Coverage remained the same when pulling 99dc630 on jnothman:seq_of_seqs_warn into f86ed77 on scikit-learn:master.

@ogrisel
Copy link
Member

ogrisel commented Dec 12, 2013

Putting that PR on the 0.15 milestone as well. I will try to have a deeper look at it in the coming days.

@jnothman
Copy link
Member Author

Ideally, this should be pulled in with the sparse label indicator support PRs. But at a minimum it would be nice to start warning that the end is nigh...

@mblondel
Copy link
Member

So OneVsRestClassifier's support for label indicator matrices relies on the fact that LabelBinarizer is a no-op when it is fed with a 2d y right? I was thinking this behavior should probably go too if multi-label support is removed from LabelBinarizer.

@arjoly
Copy link
Member

arjoly commented Dec 13, 2013

So OneVsRestClassifier's support for label indicator matrices relies on the fact that LabelBinarizer is a no-op when it is fed with a 2d y right?

Note that this is no longer the case since #1993 was fixed.

@jnothman
Copy link
Member Author

So OneVsRestClassifier's support for label indicator matrices relies on the fact that LabelBinarizer is a no-op when it is fed with a 2d y right?
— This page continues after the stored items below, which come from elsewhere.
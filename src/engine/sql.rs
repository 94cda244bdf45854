//! Builds parameterized SELECT, INSERT, UPDATE, DELETE text from a resource
//! config. Identifiers come from config only, never from the request; request
//! values always travel as positional `$n` parameters.

use crate::case::to_snake_case;
use crate::engine::params::ParamMap;
use crate::schema::ResourceConfig;

/// A planned statement: SQL text plus its parameters in placeholder order.
#[derive(Debug)]
pub struct Statement {
    pub sql: String,
    pub params: ParamMap,
}

/// Quote identifier for PostgreSQL (safe: only from config).
fn quoted(s: &str) -> String {
    format!("\"{}\"", s.replace('"', "\"\""))
}

/// `$n`, with an SQL cast when the column declares one (e.g. timestamp
/// columns, so text values bind correctly).
fn placeholder(config: &ResourceConfig, snake_col: &str, n: usize) -> String {
    match config.column(snake_col).and_then(|c| c.cast.as_deref()) {
        Some(cast) => format!("${n}::{cast}"),
        None => format!("${n}"),
    }
}

/// `SELECT * FROM table [WHERE col = $n AND ...]`; filter keys are camelCase
/// request keys, snake-cased into column names in the given order.
pub fn select_sql(config: &ResourceConfig, filter_keys: &[&str]) -> String {
    let mut sql = config
        .fixed_query
        .clone()
        .unwrap_or_else(|| format!("SELECT * FROM {}", quoted(&config.table)));
    if !filter_keys.is_empty() {
        let conditions: Vec<String> = filter_keys
            .iter()
            .enumerate()
            .map(|(i, key)| {
                let col = to_snake_case(key);
                format!("{} = {}", quoted(&col), placeholder(config, &col, i + 1))
            })
            .collect();
        sql.push_str(" WHERE ");
        sql.push_str(&conditions.join(" AND "));
    }
    sql
}

/// `INSERT INTO table(cols...) VALUES($1, ...)` over the given snake_case
/// column list (columns without a value are omitted so DB defaults apply).
pub fn insert_sql(config: &ResourceConfig, columns: &[&str]) -> String {
    let col_list: Vec<String> = columns.iter().map(|c| quoted(c)).collect();
    let values: Vec<String> = columns
        .iter()
        .enumerate()
        .map(|(i, c)| placeholder(config, c, i + 1))
        .collect();
    format!(
        "INSERT INTO {}({}) VALUES({})",
        quoted(&config.table),
        col_list.join(", "),
        values.join(", ")
    )
}

/// `UPDATE table SET col = $n, ... WHERE pk = $last` over the declared
/// updatable columns. The pk binds last and only ever comes from path args.
pub fn update_sql(config: &ResourceConfig) -> String {
    let sets: Vec<String> = config
        .updatable
        .iter()
        .enumerate()
        .map(|(i, c)| format!("{} = {}", quoted(c), placeholder(config, c, i + 1)))
        .collect();
    format!(
        "UPDATE {} SET {} WHERE {} = ${}",
        quoted(&config.table),
        sets.join(", "),
        quoted(&config.pk),
        config.updatable.len() + 1
    )
}

/// `DELETE FROM table WHERE pk = $1`.
pub fn delete_sql(config: &ResourceConfig) -> String {
    format!(
        "DELETE FROM {} WHERE {} = $1",
        quoted(&config.table),
        quoted(&config.pk)
    )
}

#[cfg(test)]
mod tests {
    use super::*;
    use crate::resources::builtin_specs;

    fn config_for(path: &str) -> ResourceConfig {
        builtin_specs()
            .into_iter()
            .find(|s| s.config.path == path)
            .map(|s| s.config)
            .unwrap()
    }

    #[test]
    fn select_without_filters() {
        let cfg = config_for("product");
        assert_eq!(select_sql(&cfg, &[]), "SELECT * FROM \"product\"");
    }

    #[test]
    fn select_with_filters_maps_camel_to_snake() {
        let cfg = config_for("user");
        let sql = select_sql(&cfg, &["firstName", "lastName"]);
        assert_eq!(
            sql,
            "SELECT * FROM \"user\" WHERE \"first_name\" = $1 AND \"last_name\" = $2"
        );
    }

    #[test]
    fn insert_shape() {
        let cfg = config_for("product");
        let sql = insert_sql(&cfg, &["id", "name", "description", "price"]);
        assert_eq!(
            sql,
            "INSERT INTO \"product\"(\"id\", \"name\", \"description\", \"price\") VALUES($1, $2, $3, $4)"
        );
    }

    #[test]
    fn update_binds_pk_last() {
        let cfg = config_for("product");
        let sql = update_sql(&cfg);
        assert_eq!(
            sql,
            "UPDATE \"product\" SET \"name\" = $1, \"description\" = $2, \"price\" = $3 WHERE \"id\" = $4"
        );
    }

    #[test]
    fn delete_targets_pk() {
        let cfg = config_for("user-address");
        assert_eq!(
            delete_sql(&cfg),
            "DELETE FROM \"user_address\" WHERE \"user_id\" = $1"
        );
    }

    #[test]
    fn timestamp_columns_get_a_cast() {
        let cfg = config_for("order");
        let sql = insert_sql(&cfg, &["id", "user_id", "expected_arrival"]);
        assert!(sql.ends_with("VALUES($1, $2, $3::timestamp)"), "{sql}");
    }
}
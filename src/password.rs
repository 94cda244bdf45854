//! Password hashing for write paths. Argon2id with a random salt; plaintext is
//! never bound to a statement.

use crate::error::ApiError;
use argon2::{
    password_hash::{rand_core::OsRng, PasswordHash, PasswordHasher, PasswordVerifier, SaltString},
    Argon2,
};

pub fn hash_password(password: &str) -> Result<String, ApiError> {
    let salt = SaltString::generate(&mut OsRng);
    Argon2::default()
        .hash_password(password.as_bytes(), &salt)
        .map(|hash| hash.to_string())
        .map_err(|_| ApiError::Hash)
}

/// Verify a plaintext against a stored hash.
pub fn verify_password(password: &str, hash: &str) -> bool {
    PasswordHash::new(hash)
        .map(|parsed| {
            Argon2::default()
                .verify_password(password.as_bytes(), &parsed)
                .is_ok()
        })
        .unwrap_or(false)
}
//! Parse per-resource field-rule files (JSON) into typed schemas.
//!
//! Rule files are external static configuration: an array of
//! `{name, required?, min?, max?, callback?}` objects, read once at startup.
//! Unknown callback names are a startup error, not a runtime surprise.

use crate::error::ConfigError;
use crate::schema::{FieldRule, FieldSchema};
use crate::validate::Callback;
use serde::Deserialize;
use std::path::Path;

#[derive(Deserialize)]
struct RawFieldRule {
    name: String,
    #[serde(default)]
    required: bool,
    #[serde(default)]
    min: Option<u32>,
    #[serde(default)]
    max: Option<u32>,
    #[serde(default)]
    callback: Option<String>,
}

/// Parse one rule file's contents.
pub fn parse_rules(json: &str) -> Result<FieldSchema, ConfigError> {
    let raw: Vec<RawFieldRule> =
        serde_json::from_str(json).map_err(|e| ConfigError::Load(e.to_string()))?;
    let mut rules = Vec::with_capacity(raw.len());
    for r in raw {
        let validator = match r.callback {
            Some(name) => Some(
                Callback::from_name(&name).ok_or(ConfigError::UnknownCallback(name))?,
            ),
            None => None,
        };
        rules.push(FieldRule {
            name: r.name,
            required: r.required,
            min_length: r.min,
            max_length: r.max,
            validator,
        });
    }
    Ok(FieldSchema::new(rules))
}

/// Load `validate-<path>-fields.json` for a resource path segment, if present.
pub fn load_rules_for(dir: &Path, path_segment: &str) -> Result<Option<FieldSchema>, ConfigError> {
    let file = dir.join(format!("validate-{path_segment}-fields.json"));
    if !file.exists() {
        return Ok(None);
    }
    let text = std::fs::read_to_string(&file)
        .map_err(|e| ConfigError::Load(format!("{}: {e}", file.display())))?;
    parse_rules(&text).map(Some)
}

#[cfg(test)]
mod tests {
    use super::*;

    #[test]
    fn parses_rules_with_defaults() {
        let schema = parse_rules(
            r#"[
                {"name": "id", "callback": "id", "required": true},
                {"name": "firstName", "min": 2, "max": 50},
                {"name": "email"}
            ]"#,
        )
        .unwrap();
        assert_eq!(schema.rules.len(), 3);
        assert_eq!(schema.rules[0].validator, Some(Callback::Id));
        assert!(schema.rules[0].required);
        assert_eq!(schema.rules[1].min_length, Some(2));
        assert_eq!(schema.rules[1].max_length, Some(50));
        assert!(!schema.rules[1].required);
        assert!(schema.rules[2].validator.is_none());
    }

    #[test]
    fn unknown_callback_is_a_config_error() {
        let err = parse_rules(r#"[{"name": "id", "callback": "no_such_check"}]"#).unwrap_err();
        assert!(matches!(err, ConfigError::UnknownCallback(ref n) if n == "no_such_check"));
    }

    #[test]
    fn malformed_json_is_a_load_error() {
        assert!(matches!(parse_rules("{oops"), Err(ConfigError::Load(_))));
    }
}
I was thinking this behavior should probably go too if multi-label support is removed from LabelBinarizer.

Perhaps. I guess I'd need to review where LabelBinarizer is used to work that out. And it would be a much bigger PR...

Is it possible to consider the changes here and then work out what we want the function of LabelBinarizer to be? For now, we are certain that we want it to give a warning on sequences of sequences, and to remove support for them in a couple of versions.

@mblondel
Copy link
Member

Note that this is no longer the case since #1993 was fixed.

Then multilabel classication with indicator matrix probably doesn't work yet in OneVsRestClassifier. It would be nice to test this.

@jnothman
Copy link
Member Author

@mblondel

Then multilabel classication with indicator matrix probably doesn't work yet in OneVsRestClassifier. It would be nice to test this.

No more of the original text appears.